**Your goal:**
Word for word, set down every line of the entries below from the line with "if fields.is_empty()" to the line with "layer or table.", including both, and no other line.

**Data extracts:**
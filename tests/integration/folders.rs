//! Destination folder naming.

use solution_deployer::deployer::{DeployOptions, deploy_solution};
use solution_deployer::portal::PortalEvent;
use solution_deployer::test_utils::{SolutionFixture, template};

fn folder_titles(events: &[PortalEvent]) -> Vec<String> {
    events
        .iter()
        .filter_map(|event| match event {
            PortalEvent::FolderCreated { title } => Some(title.clone()),
            _ => None,
        })
        .collect()
}

#[tokio::test]
async fn test_repeated_deployments_get_numbered_folders() {
    let portal = SolutionFixture::new("sol", "Foo")
        .with_template(template("a", "Web Map", &[]))
        .build();

    for _ in 0..3 {
        deploy_solution(&portal, "sol", DeployOptions::default()).await.unwrap();
    }

    assert_eq!(folder_titles(&portal.events()), vec!["Foo", "Foo 1", "Foo 2"]);
    let snapshot = portal.snapshot();
    let titles: Vec<_> = snapshot.folders.iter().map(|f| f.title.as_str()).collect();
    assert_eq!(titles, vec!["Foo", "Foo 1", "Foo 2"]);
}

#[tokio::test]
async fn test_existing_folders_are_skipped() {
    let portal = SolutionFixture::new("sol", "Foo")
        .with_folder("Foo")
        .with_folder("Foo 1")
        .with_folder("Foo 3")
        .build();

    let deployed = deploy_solution(&portal, "sol", DeployOptions::default()).await.unwrap();
    assert_eq!(folder_titles(&portal.events()), vec!["Foo 2"]);

    // The solution item lives in the new folder.
    let snapshot = portal.snapshot();
    let folder = snapshot.folders.iter().find(|f| f.title == "Foo 2").unwrap();
    let stored = portal.item(deployed.item.id.as_deref().unwrap()).unwrap();
    assert_eq!(stored.folder_id.as_deref(), Some(folder.id.as_str()));
}

#[tokio::test]
async fn test_items_share_the_solution_folder() {
    let portal = SolutionFixture::new("sol", "Foo")
        .with_template(template("a", "Web Map", &[]))
        .with_template(template("b", "Web Map", &["a"]))
        .build();

    let deployed = deploy_solution(&portal, "sol", DeployOptions::default()).await.unwrap();
    let solution_folder = portal.item(deployed.item.id.as_deref().unwrap()).unwrap().folder_id;
    assert!(solution_folder.is_some());
    for id in deployed.id_map.values() {
        assert_eq!(portal.item(id).unwrap().folder_id, solution_folder);
    }
}
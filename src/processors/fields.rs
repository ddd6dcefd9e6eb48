//! Field-name references inside map content.
//!
//! Maps name the fields of the layers they display: popups, renderers, label
//! expressions, filters and search settings. When the feature service owning such a
//! layer is part of the same Solution, each known field name is replaced with
//! `{{<svc>.layer<N>.fields.<name>.name}}`. The service publishes those entries
//! once it has been deployed, so the map follows any renaming on the destination.
//!
//! ```text
//! "renderer": {"field": "STATUS"}
//!     -> "renderer": {"field": "{{svc1.layer0.fields.status.name}}"}
//! "definitionExpression": "STATUS = 'open'"
//!     -> "definitionExpression": "{{svc1.layer0.fields.status.name}} = 'open'"
//! ```

use regex::{Captures, Regex};
use serde_json::Value;
use std::sync::OnceLock;

use crate::core::{ItemKind, ItemTemplate};
use crate::templating::templatize_term;

/// Field names of one feature-service layer in the Solution.
#[derive(Debug, Clone, PartialEq, Eq)]
pub struct DatasourceInfo {
    /// Source id of the owning feature service.
    pub item_id: String,
    pub layer_id: u64,
    pub fields: Vec<String>,
}

impl DatasourceInfo {
    /// Dictionary prefix under which the deployed service publishes field names.
    pub fn base_path(&self) -> String {
        format!("{}.layer{}.fields", self.item_id, self.layer_id)
    }

    /// The placeholder a rewritten map layer carries as its `url`.
    pub fn layer_url_token(&self) -> String {
        templatize_term(&self.item_id, &self.item_id, &format!(".layer{}.url", self.layer_id))
    }

    /// Placeholder for `name` when it is one of this layer's fields (ignoring case).
    pub fn field_token(&self, name: &str) -> Option<String> {
        let known = self.fields.iter().find(|field| field.eq_ignore_ascii_case(name.trim()))?;
        let base = self.base_path();
        Some(templatize_term(&base, &base, &format!(".{}.name", known.to_lowercase())))
    }

    /// Replace every whole-word field name in `text`, in a single pass.
    fn templatize_words(&self, text: &str) -> String {
        let Some(words) = self.word_regex() else {
            return text.to_string();
        };
        words
            .replace_all(text, |caps: &Captures<'_>| {
                self.field_token(&caps[0]).unwrap_or_else(|| caps[0].to_string())
            })
            .into_owned()
    }

    fn word_regex(&self) -> Option<Regex> {
        if self.fields.is_empty() {
            return None;
        }
        let alternation =
            self.fields.iter().map(|field| regex::escape(field)).collect::<Vec<_>>().join("|");
        Regex::new(&format!(r"\b(?:{alternation})\b")).ok()
    }

    /// Replace `<open>FIELD<close>` references, e.g. `{STATUS}` or `[STATUS]`.
    fn templatize_delimited(&self, text: &str, pattern: &Regex, open: &str, close: &str) -> String {
        pattern
            .replace_all(text, |caps: &Captures<'_>| match self.field_token(&caps[1]) {
                Some(token) => format!("{open}{token}{close}"),
                None => caps[0].to_string(),
            })
            .into_owned()
    }
}

/// `{FIELD}` in popup text.
fn popup_reference_regex() -> &'static Regex {
    static RE: OnceLock<Regex> = OnceLock::new();
    RE.get_or_init(|| Regex::new(r"\{([^{}]+)\}").expect("popup reference regex is valid"))
}

/// `[FIELD]` in label expressions.
fn label_reference_regex() -> &'static Regex {
    static RE: OnceLock<Regex> = OnceLock::new();
    RE.get_or_init(|| Regex::new(r"\[([^\[\]]+)\]").expect("label reference regex is valid"))
}

/// Field lists of every feature-service layer and table in `templates`.
pub fn datasource_infos(templates: &[ItemTemplate]) -> Vec<DatasourceInfo> {
    let mut infos: Vec<DatasourceInfo> = Vec::new();
    for template in templates.iter().filter(|t| t.kind == ItemKind::FeatureService) {
        for layer in service_layers(template) {
            let Some(layer_id) = layer.get("id").and_then(Value::as_u64) else {
                continue;
            };
            let fields: Vec<String> = layer
                .get("fields")
                .and_then(Value::as_array)
                .into_iter()
                .flatten()
                .filter_map(|field| field.get("name").and_then(Value::as_str))
                .map(str::to_string)
                .collect();
            if fields.is_empty()
                || infos.iter().any(|i| i.item_id == template.item_id && i.layer_id == layer_id)
            {
                continue;
            }
            infos.push(DatasourceInfo {
                item_id: template.item_id.clone(),
                layer_id,
                fields,
            });
        }
    }
    infos
}

/// Layer and table definitions of a feature-service template, from its data and
/// its properties.
pub(crate) fn service_layers(template: &ItemTemplate) -> impl Iterator<Item = &Value> {
    [&template.data, &template.properties]
        .into_iter()
        .flat_map(|section| ["layers", "tables"].map(move |list| section.get(list)))
        .flatten()
        .filter_map(Value::as_array)
        .flatten()
}

/// The datasource a map layer or table was rewritten against, matched by its
/// templatized `url`.
pub fn datasource_for<'d>(layer: &Value, datasources: &'d [DatasourceInfo]) -> Option<&'d DatasourceInfo> {
    let url = layer.get("url").and_then(Value::as_str)?;
    datasources.iter().find(|ds| ds.layer_url_token() == url)
}

/// Templatize the field references of one map layer or table.
pub fn templatize_layer_fields(layer: &mut Value, ds: &DatasourceInfo) {
    if let Some(popup) = layer.get_mut("popupInfo") {
        templatize_popup_info(popup, ds);
    }

    if let Some(inputs) = layer.pointer_mut("/definitionEditor/inputs").and_then(Value::as_array_mut) {
        for parameter in inputs
            .iter_mut()
            .filter_map(|input| input.get_mut("parameters").and_then(Value::as_array_mut))
            .flatten()
        {
            templatize_name_at(parameter, "fieldName", ds);
        }
    }

    if let Some(definition) = layer.get_mut("layerDefinition") {
        templatize_drawing_info(definition, ds);
        if let Some(Value::String(expression)) = definition.get_mut("definitionExpression") {
            *expression = ds.templatize_words(expression);
        }
    }
}

/// Templatize `field.name` of an application search layer.
pub fn templatize_search_field(search_layer: &mut Value, ds: &DatasourceInfo) {
    if let Some(field) = search_layer.get_mut("field") {
        templatize_name_at(field, "name", ds);
    }
}

fn templatize_popup_info(popup: &mut Value, ds: &DatasourceInfo) {
    if let Some(infos) = popup.get_mut("fieldInfos").and_then(Value::as_array_mut) {
        for info in infos {
            templatize_name_at(info, "fieldName", ds);
        }
    }

    for key in ["title", "description"] {
        if let Some(Value::String(text)) = popup.get_mut(key) {
            *text = ds.templatize_delimited(text, popup_reference_regex(), "{", "}");
        }
    }
}

fn templatize_drawing_info(definition: &mut Value, ds: &DatasourceInfo) {
    let Some(drawing) = definition.get_mut("drawingInfo") else {
        return;
    };

    if let Some(renderer) = drawing.get_mut("renderer") {
        for key in ["field", "field1", "field2", "field3", "normalizationField"] {
            templatize_name_at(renderer, key, ds);
        }
    }

    if let Some(labels) = drawing.get_mut("labelingInfo").and_then(Value::as_array_mut) {
        for label in labels {
            if let Some(Value::String(expression)) = label.get_mut("labelExpression") {
                *expression = ds.templatize_delimited(expression, label_reference_regex(), "[", "]");
            }
        }
    }
}

/// Replace the string at `object[key]` when it names a known field.
fn templatize_name_at(object: &mut Value, key: &str, ds: &DatasourceInfo) {
    if let Some(Value::String(name)) = object.get_mut(key)
        && let Some(token) = ds.field_token(name)
    {
        *name = token;
    }
}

**Reply:**
            if fields.is_empty()
                || infos.iter().any(|i| i.item_id == template.item_id && i.layer_id == layer_id)
            {
                continue;
            }
            infos.push(DatasourceInfo {
                item_id: template.item_id.clone(),
                layer_id,
                fields,
            });
        }
    }
    infos
}

/// Layer and table definitions of a feature-service template, from its data and
/// its properties.
pub(crate) fn service_layers(template: &ItemTemplate) -> impl Iterator<Item = &Value> {
    [&template.data, &template.properties]
        .into_iter()
        .flat_map(|section| ["layers", "tables"].map(move |list| section.get(list)))
        .flatten()
        .filter_map(Value::as_array)
        .flatten()
}

/// The datasource a map layer or table was rewritten against, matched by its
/// templatized `url`.
pub fn datasource_for<'d>(layer: &Value, datasources: &'d [DatasourceInfo]) -> Option<&'d DatasourceInfo> {
    let url = layer.get("url").and_then(Value::as_str)?;
    datasources.iter().find(|ds| ds.layer_url_token() == url)
}

/// Templatize the field references of one map layer or table.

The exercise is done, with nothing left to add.